I’m so sorry that this darn pandemic hit at this chemo time for you! I wish I could take all of your woes far away.
Well, we women fight all challenges that come our way and somehow manage to keep on keeping’ on!
Stay strong mega Warrior and feel the LOVE coming your way. You are my hero! Maureen M.

Suzy Holcomb

Dear Friend, my heart aches for you & pray for you. Having RSD/CRPS is no fun as it is; but, to be compromised with the big “C” surely is overboard for us for sure! Hoping there is light at the end of the tunnel for you & your treatments will aid in your recovery. Please keep me posted.


Thanks so much for the update! I was thinking of you and worrying. I get your constipation problem.

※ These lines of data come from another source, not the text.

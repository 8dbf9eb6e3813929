//! Computes the next free index range for a named cluster on a host.

use std::collections::BTreeSet;

#[derive(Debug, thiserror::Error, PartialEq, Eq)]
pub enum PlacementError {
    #[error("requested node count must be positive, got {0}")]
    InvalidCount(i64),
}

/// Returns `n` distinct non-negative indices disjoint from `existing`, in
/// ascending order. Small gaps in `existing` are reused before the range is
/// extended past its current maximum, so a small cluster tends to fill gaps
/// while a large one grows contiguously.
///
/// The loop terminates because each iteration strictly increases
/// `min(candidate \ existing)`: once a candidate index survives one pass
/// without landing in `existing` it's never touched again.
pub fn place(n: i64, existing: &BTreeSet<u32>) -> Result<Vec<u32>, PlacementError> {
    if n <= 0 {
        return Err(PlacementError::InvalidCount(n));
    }
    let n = n as u32;

    let mut candidate: BTreeSet<u32> = (0..n).collect();
    loop {
        let overlap: BTreeSet<u32> = candidate.intersection(existing).copied().collect();
        if overlap.is_empty() {
            break;
        }
        for v in &overlap {
            candidate.remove(v);
        }
        let high_water = candidate
            .iter()
            .chain(overlap.iter())
            .copied()
            .max()
            .unwrap_or(0);
        let start = high_water + 1;
        let extend_by = overlap.len().max(n as usize - candidate.len()) as u32;
        candidate.extend(start..start + extend_by);
    }

    Ok(candidate.into_iter().take(n as usize).collect())
}

#[cfg(test)]
mod tests {
    use super::*;

    fn set(xs: &[u32]) -> BTreeSet<u32> {
        xs.iter().copied().collect()
    }

    #[test]
    fn rejects_nonpositive_count() {
        assert_eq!(place(0, &BTreeSet::new()), Err(PlacementError::InvalidCount(0)));
        assert_eq!(place(-3, &BTreeSet::new()), Err(PlacementError::InvalidCount(-3)));
    }

    #[test]
    fn empty_existing_returns_zero_based_run() {
        assert_eq!(place(3, &BTreeSet::new()).unwrap(), vec![0, 1, 2]);
    }

    #[test]
    fn fills_gaps_before_extending() {
        let existing = set(&[0, 1, 2, 5]);
        assert_eq!(place(2, &existing).unwrap(), vec![3, 4]);
    }

    #[test]
    fn extends_contiguously_past_maximum() {
        let existing = set(&[0, 1, 2, 3, 4]);
        assert_eq!(place(3, &existing).unwrap(), vec![5, 6, 7]);
    }

    #[test]
    fn result_is_disjoint_from_existing() {
        let existing = set(&[0, 2, 4, 6, 8, 10]);
        let placed = place(5, &existing).unwrap();
        let placed_set: BTreeSet<u32> = placed.iter().copied().collect();
        assert_eq!(placed_set.intersection(&existing).count(), 0);
        assert_eq!(placed_set.len(), 5);
    }

    #[test]
    fn result_is_pairwise_distinct_and_sorted() {
        let existing = set(&[1, 2, 3, 10, 11]);
        let placed = place(4, &existing).unwrap();
        let mut sorted = placed.clone();
        sorted.sort_unstable();
        assert_eq!(placed, sorted);
        assert_eq!(placed.iter().collect::<BTreeSet<_>>().len(), placed.len());
    }
}
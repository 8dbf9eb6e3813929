use eyre::{bail, Context, Result};
use std::ffi::OsStr;
use std::process::Output;
use std::time::Duration;
use tokio::process::Command;
use tracing::{debug, info};

/// Every `HostDriver` call (connect + single RPC/shell step) is bounded by
/// this timeout; exceeding it surfaces as `HostUnreachable` at the driver
/// layer rather than hanging a fan-out child indefinitely.
pub const DRIVER_CALL_TIMEOUT: Duration = Duration::from_secs(30);

/// Runs a command and returns an error if it doesn't exit with status zero.
/// Stdout/stderr are discarded; use [`run_cmd_capture`] when the output
/// matters.
pub async fn run_cmd<I, S>(cmd: &str, args: I) -> Result<()>
where
    I: IntoIterator<Item = S>,
    S: AsRef<OsStr>,
{
    let output = run_cmd_capture(cmd, args).await?;
    if !output.status.success() {
        bail!(
            "command `{cmd}` failed with {}: {}",
            output.status,
            String::from_utf8_lossy(&output.stderr)
        );
    }
    Ok(())
}

/// Runs a command and returns its full output, regardless of exit status.
/// Callers that need stderr verbatim on failure (driver shell steps, hooks)
/// should use this rather than `run_cmd`. Bounded by [`DRIVER_CALL_TIMEOUT`].
pub async fn run_cmd_capture<I, S>(cmd: &str, args: I) -> Result<Output>
where
    I: IntoIterator<Item = S>,
    S: AsRef<OsStr>,
{
    let mut command = Command::new(cmd);
    command.args(args);
    run_command(command, DRIVER_CALL_TIMEOUT).await
}

/// Runs an already-configured [`Command`] (env vars, args, etc. set by the
/// caller) under a deadline, failing with a descriptive error on timeout so
/// driver code can map it to `Error::HostUnreachable`.
pub async fn run_command(mut command: Command, timeout: Duration) -> Result<Output> {
    let program = command.as_std().get_program().to_string_lossy().into_owned();
    info!("running command: {:?}", command);
    let output = match tokio::time::timeout(timeout, command.output()).await {
        Ok(result) => result.with_context(|| format!("failed to spawn `{program}`"))?,
        Err(_) => bail!("command `{program}` timed out after {timeout:?}"),
    };
    debug!("command `{program}` exited with {}", output.status);
    Ok(output)
}

/// Wraps a shell-word list with an `ssh <host>` prefix when `host` isn't
/// `localhost`. Centralizes the localhost-vs-remote branch so driver call
/// sites don't each repeat it.
pub fn ssh_prefix(host: &str, cmd: &str) -> (String, Vec<String>) {
    if host == "localhost" {
        ("sh".to_string(), vec!["-c".to_string(), cmd.to_string()])
    } else {
        (
            "ssh".to_string(),
            vec![host.to_string(), cmd.to_string()],
        )
    }
}
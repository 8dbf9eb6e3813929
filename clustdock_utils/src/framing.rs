use eyre::{bail, Result};
use tokio::io::{AsyncRead, AsyncReadExt, AsyncWrite, AsyncWriteExt};

/// Maximum single-message size accepted on the control socket. Generous
/// enough for any `list` reply on a large fleet, small enough to bound a
/// misbehaving client.
pub const MAX_FRAME_LEN: u32 = 16 * 1024 * 1024;

/// Reads one length-prefixed frame (4-byte big-endian length, then payload)
/// from `r`. Returns `Ok(None)` on clean EOF before any bytes are read.
pub async fn read_frame<R: AsyncRead + Unpin>(r: &mut R) -> Result<Option<Vec<u8>>> {
    let mut len_buf = [0u8; 4];
    match r.read_exact(&mut len_buf).await {
        Ok(()) => {}
        Err(e) if e.kind() == std::io::ErrorKind::UnexpectedEof => return Ok(None),
        Err(e) => return Err(e.into()),
    }
    let len = u32::from_be_bytes(len_buf);
    if len > MAX_FRAME_LEN {
        bail!("frame of {len} bytes exceeds limit of {MAX_FRAME_LEN}");
    }
    let mut buf = vec![0u8; len as usize];
    r.read_exact(&mut buf).await?;
    Ok(Some(buf))
}

/// Writes `payload` as one length-prefixed frame to `w`.
pub async fn write_frame<W: AsyncWrite + Unpin>(w: &mut W, payload: &[u8]) -> Result<()> {
    if payload.len() as u64 > MAX_FRAME_LEN as u64 {
        bail!("frame of {} bytes exceeds limit of {MAX_FRAME_LEN}", payload.len());
    }
    w.write_all(&(payload.len() as u32).to_be_bytes()).await?;
    w.write_all(payload).await?;
    w.flush().await?;
    Ok(())
}

#[cfg(test)]
mod tests {
    use super::*;

    #[tokio::test]
    async fn roundtrip() {
        let mut buf = Vec::new();
        write_frame(&mut buf, b"hello").await.unwrap();
        let mut cursor = std::io::Cursor::new(buf);
        let got = read_frame(&mut cursor).await.unwrap().unwrap();
        assert_eq!(got, b"hello");
    }

    #[tokio::test]
    async fn eof_before_any_bytes_is_none() {
        let mut cursor = std::io::Cursor::new(Vec::<u8>::new());
        assert!(read_frame(&mut cursor).await.unwrap().is_none());
    }
}
//! `HostDriver`: the capability set bound to one managed host for one
//! runtime (container or hypervisor). Business logic (the Worker, fan-out)
//! is written against this trait so it can be tested without a real Docker
//! daemon or hypervisor.

use crate::error::Result;
use crate::model::{NodeSnapshot, NodeSpec};
use async_trait::async_trait;

#[cfg_attr(test, mockall::automock)]
#[async_trait]
pub trait HostDriver: Send + Sync {
    /// Enumerates every node the driver knows about on its host, including
    /// stopped ones when `include_stopped` is set.
    async fn list_nodes(&self, include_stopped: bool) -> Result<Vec<NodeSnapshot>>;

    /// Idempotent-by-name creation: fails with `AlreadyExists` when a node
    /// with `spec.name` exists and isn't stopped, `BaseMissing` when the
    /// base image/domain is unknown. On a mid-step failure the driver
    /// best-effort cleans up its own partial artifacts before returning.
    async fn start(&self, spec: &NodeSpec) -> Result<()>;

    /// Force-destroys and undefines the named node. Idempotent; stopping a
    /// missing node returns `NotFound` rather than succeeding silently, so
    /// the fan-out layer can report it without treating it as fatal.
    async fn stop(&self, name: &str) -> Result<()>;

    /// Returns the node's first globally scoped IPv4 address, or an empty
    /// string when it isn't known yet.
    async fn query_ip(&self, name: &str) -> Result<String>;

    /// Cheap health probe. A `false` result causes the owning
    /// `ConnectionCache` to reopen the driver before the next use.
    async fn alive(&self) -> bool;
}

Been there!! So glad you’re getting your accupuncture weekly!! No idea what these people are complaining about isolation! I only got out 2 days a month max usually it’s one day a month! We are of much more creative and strong stuff! Wouldn’t it be nice to be weak again and have it be ok? Sometimes I wonder!

I’m your soul sista of C’s: Chronic Pain for 2 years, Cancer (Her2+ breast)
Chemo- if the day after shot of Neulasta causes too much bone pain, ask about a half dose.
Constipation - mine was so bad & bloody my Onc ordered a colonoscopy. Found many, many pre-cancerous polyps

I pray that you are able to get through your chemo schedule without delay Cynthia.

Audrey Lynn


I continue to admire your determination, resiliency, and strength. I can’t have anyone with me at my chemo treatments, but luckily my friends are only a phone call or instant message away, and I’m still ambulatory. The hospital was definitely a much stranger place this time, with a bevy of masked faces and gloved hands to wade through before the woman parked in front of the waiting room door swiped me in.

What a strange new world, eh? I’d tip my hat to you, but the rest of my very, very thin hair would most likely go with it.